Goodbye, car brochures: Shoddy Goods 099
Motoring ephemera gets dumped into the print junkyard
Hey hey, Jason Toon here. I’ve never been much of a car guy. But in this Shoddy Goods, the newsletter from Meh about consumer culture, I flip through the back pages of a collateral automotive product I do have a soft spot for.
Last year I bought a car, which meant I spent time in car dealerships for the first time in years. And I noticed something there - or rather, something that wasn’t there: brochures. I don’t know why I was surprised. Like all the other paper ephemera of the 20th century, of course they’ve largely been replaced by websites, apps, and PDFs.
But I guess I thought anything as expensive as a car would still be sold with a premium-feeling piece of printed matter. When my dad sold cars in the early ‘80s, I remember leafing through a stack of brochures he’d brought home for various Toyota models. I didn’t really care about the cars. I was a sucker for the color-coordinated, collect-’em-all feel - an appeal I would later find in things where I also loved the content, like comic books and baseball cards.
Such brochures tickled the collector-bone for a lot people, it turns out. A legion of amateur archivists is preserving the history of the car brochure digitally, right as the printed car brochure itself becomes history.
Ignition
The automotive brochure as we know it was a product of two trends. One was the development of mass color printing. which fell steeply in price and improved sharply in quality through the first half of the 20th century. The other was planned obsolescence in automotive design, which led to the concept of the model year.
The original car companies just made the same models for as long as they felt like it. The Ford Model T stayed basically identical from 1908 to 1927. And if automakers did make changes, they didn’t follow a schedule or necessarily even make a big deal about it. It wasn’t until the early 1920s that General Motors President Alfred P. Sloan introduced annual styling changes, with the rest of the industry following suit in the 1930s.
After the disruptions of World War II, the annual ad campaigns for each model year really began in earnest. How to drum up excitement around design and engineering tweaks that often ranged from minor to imperceptible? By wrapping them in a whole creative concept, from slogans to visual aesthetics, as different from last year’s campaign as the cars themselves were the same.
Into high gear
The 1950s is when car brochures became a fully integrated part of the companies’ annual ad campaigns. If a magazine ad or a TV commercial lured you into a dealership, you could take home a brochure with the same look and sales pitch. GM’s head start meant theirs were the most elaborately produced at first, but other manufacturers soon caught up.
Honestly, it’s hard to find a car brochure from the ‘50s or ‘60s that isn’t at least charming, and often spectacular. These were treated with the same seriousness as the rest of the companies’ advertising, with elaborate photo shoots or artwork by the premier commercial illustrators of the time. I could have included ten times more in this post that all look as good as these.

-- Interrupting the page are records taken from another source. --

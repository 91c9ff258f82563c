use std::net::SocketAddr;
use std::sync::Arc;
use std::time::Duration;

use tracing_subscriber::{layer::SubscriberExt, util::SubscriberInitExt};

use webaction_api::config::ServerConfig;
use webaction_api::router::build_app_router;
use webaction_api::session::SessionStore;
use webaction_api::state::AppState;

#[tokio::main]
async fn main() {
    dotenvy::dotenv().ok();

    // --- Tracing ---
    tracing_subscriber::registry()
        .with(
            tracing_subscriber::EnvFilter::try_from_default_env()
                .unwrap_or_else(|_| "webaction_api=debug,tower_http=debug".into()),
        )
        .with(tracing_subscriber::fmt::layer())
        .init();

    // --- Configuration ---
    let config = ServerConfig::from_env();
    tracing::info!(host = %config.host, port = %config.port, "Loaded server configuration");

    // --- Database ---
    let database_url = std::env::var("DATABASE_URL").expect("DATABASE_URL must be set");

    let pool = webaction_db::create_pool(&database_url)
        .await
        .expect("Failed to connect to database");
    tracing::info!("Database connection pool created");

    webaction_db::health_check(&pool)
        .await
        .expect("Database health check failed");
    tracing::info!("Database health check passed");

    webaction_db::run_migrations(&pool)
        .await
        .expect("Failed to run database migrations");
    tracing::info!("Database migrations applied");

    // --- Session store ---
    let sessions = Arc::new(SessionStore::new(Duration::from_secs(
        config.session_ttl_minutes * 60,
    )));

    // --- App state ---
    let state = AppState {
        pool,
        config: Arc::new(config.clone()),
        sessions,
    };

    // --- Router ---
    let app = build_app_router(state, &config);

    // --- Start server ---
    let addr = SocketAddr::new(
        config.host.parse().expect("Invalid HOST address"),
        config.port,
    );
    tracing::info!(%addr, "Starting server");

    let listener = tokio::net::TcpListener::bind(addr)
        .await
        .expect("Failed to bind to address");

    axum::serve(listener, app)
        .with_graceful_shutdown(shutdown_signal())
        .await
        .expect("Server error");

    tracing::info!("Graceful shutdown complete");
}

/// Wait for a termination signal to initiate graceful shutdown.
///
/// Handles both SIGINT (Ctrl-C) and SIGTERM (on Unix) so the server shuts
/// down cleanly whether stopped interactively or by a process manager.
async fn shutdown_signal() {
    let ctrl_c = async {
        tokio::signal::ctrl_c()
            .await
            .expect("Failed to install Ctrl-C handler");
    };

    #[cfg(unix)]
    let terminate = async {
        tokio::signal::unix::signal(tokio::signal::unix::SignalKind::terminate())
            .expect("Failed to install SIGTERM handler")
            .recv()
            .await;
    };

    #[cfg(not(unix))]
    let terminate = std::future::pending::<()>();

    tokio::select! {
        () = ctrl_c => {},
        () = terminate => {},
    }
}
//! Errors reported by tree operations.
//!
//! Almost nothing here can fail. Looking up a missing value or computing the
//! depth of a node that isn't in the tree are answered with `None` or `-1`.
//! The one real failure is asking for a traversal without saying what to do
//! with each visited node.

use thiserror::Error;

/// Everything that can go wrong while using a [`Tree`][crate::Tree].
#[derive(Error, Debug, Clone, Copy, PartialEq, Eq)]
pub enum Error {
    /// A traversal was started without a visitor. The payload names the
    /// traversal, e.g. `"in_order"`.
    #[error("invalid argument: {0} requires a visitor callback")]
    InvalidArgument(&'static str),
}

/// Shorthand for results carrying an [`Error`].
pub type Result<T> = std::result::Result<T, Error>;
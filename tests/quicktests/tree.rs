use balanced_bst::{Node, Order, Tree};
use quickcheck_macros::quickcheck;

use std::collections::{BTreeSet, HashMap, HashSet};

use crate::Op;

/// Applies a set of operations to a tree and a set.
/// This way we can ensure that after a random smattering of inserts
/// and deletes we have the same values in both.
fn do_ops<V>(ops: &[Op<V>], bst: &mut Tree<V>, set: &mut BTreeSet<V>)
where
    V: Ord + Clone,
{
    for op in ops {
        match op {
            Op::Insert(v) => {
                bst.insert(v.clone());
                set.insert(v.clone());
            }
            Op::Delete(v) => {
                bst.delete(v);
                set.remove(v);
            }
            Op::Rebalance => bst.rebalance(),
        }
    }
}

/// Whether every node's value sits strictly between the bounds inherited from
/// its ancestors.
fn is_bst<V: Ord>(node: Option<&Node<V>>, low: Option<&V>, high: Option<&V>) -> bool {
    let Some(node) = node else {
        return true;
    };
    let data = node.data();

    low.map_or(true, |low| low < data)
        && high.map_or(true, |high| data < high)
        && is_bst(node.left(), low, Some(data))
        && is_bst(node.right(), Some(data), high)
}

/// Collects the values visited by `in_order`.
fn in_order_values(tree: &Tree<i8>) -> Vec<i8> {
    let mut values = Vec::new();
    tree.in_order(Some(&mut |node: &Node<i8>| values.push(*node.data())))
        .unwrap();
    values
}

#[quickcheck]
fn fuzz_multiple_operations_i8(ops: Vec<Op<i8>>) -> bool {
    let mut tree = Tree::new();
    let mut set = BTreeSet::new();

    do_ops(&ops, &mut tree, &mut set);
    is_bst(tree.root(), None, None)
        && tree.len() == set.len()
        && set.iter().all(|x| tree.find(x).map(Node::data) == Some(x))
}

#[quickcheck]
fn build_then_in_order_is_strictly_ascending(xs: Vec<i8>) -> bool {
    let tree = Tree::build(xs.clone());
    let expected: BTreeSet<_> = xs.into_iter().collect();

    in_order_values(&tree).into_iter().eq(expected)
}

#[quickcheck]
fn build_is_balanced(xs: Vec<i8>) -> bool {
    let tree: Tree<_> = xs.into_iter().collect();
    tree.is_balanced() && is_bst(tree.root(), None, None)
}

#[quickcheck]
fn insert_absent_adds_one_leaf(xs: Vec<i8>, x: i8) -> bool {
    let mut tree = Tree::build(xs);
    if tree.contains(&x) {
        return true;
    }
    let len = tree.len();

    tree.insert(x);
    let node = tree.find(&x);
    node.map_or(false, Node::is_leaf)
        && node.map(Node::data) == Some(&x)
        && tree.len() == len + 1
        && is_bst(tree.root(), None, None)
}

#[quickcheck]
fn insert_present_changes_nothing(xs: Vec<i8>, ops: Vec<Op<i8>>) -> bool {
    let mut tree = Tree::build(xs);
    do_ops(&ops, &mut tree, &mut BTreeSet::new());
    let before = tree.clone();

    for x in before.values() {
        tree.insert(*x);
    }
    tree == before
}

#[quickcheck]
fn delete_keeps_everything_else(xs: Vec<i8>, deletes: Vec<i8>) -> bool {
    let mut tree = Tree::build(xs.iter().copied());
    for delete in &deletes {
        tree.delete(delete);
    }

    let deleted: HashSet<_> = deletes.into_iter().collect();
    deleted.iter().all(|x| tree.find(x).is_none())
        && xs
            .iter()
            .filter(|x| !deleted.contains(*x))
            .all(|x| tree.contains(x))
        && is_bst(tree.root(), None, None)
}

#[quickcheck]
fn delete_absent_changes_nothing(xs: Vec<i8>, x: i8) -> bool {
    let mut tree = Tree::build(xs);
    tree.delete(&x);
    let before = tree.clone();

    tree.delete(&x);
    tree == before
}

#[quickcheck]
fn rebalance_keeps_values_and_balances(ops: Vec<Op<i8>>) -> bool {
    let mut tree = Tree::new();
    do_ops(&ops, &mut tree, &mut BTreeSet::new());
    let before: Vec<_> = tree.values().copied().collect();

    tree.rebalance();
    tree.is_balanced() && tree.values().copied().eq(before)
}

#[quickcheck]
fn depth_of_every_node_matches_level_order(xs: Vec<i8>) -> bool {
    let tree = Tree::build(xs);

    // Walk level by level, remembering how deep each node was found.
    let mut expected = HashMap::new();
    let mut level: Vec<&Node<i8>> = tree.root().into_iter().collect();
    let mut depth = 0;
    while !level.is_empty() {
        for node in &level {
            expected.insert(*node.data(), depth);
        }
        level = level
            .iter()
            .flat_map(|node| node.left().into_iter().chain(node.right()))
            .collect();
        depth += 1;
    }

    tree.traverse(Order::Level)
        .all(|node| Some(&tree.depth(node)) == expected.get(node.data()))
}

Aesthetics changed quickly - that was the whole point - but the form itself remained remarkably stable, decade after decade. Even if a luxury manufacturer like Ferrari or Rolls-Royce might dress theirs up with a hard cover and premium paper, at heart, the car brochure stayed itself: a couple of dozen pages of a marketing story, with slick graphics and spec details.
End of the line?
Then came the Internet. As of 2026, auto manufacturers do still produce brochures, but distribute them almost entirely as PDFs. It’s extremely unlikely you’ll walk into a dealership and see them fanned out on a table. As with other casualties of the print wipeout, like paper maps and printed encyclopedias, you can probably get a paper brochure if you’re determined to. But there are going to be a lot fewer of them floating around for future generations to stumble upon.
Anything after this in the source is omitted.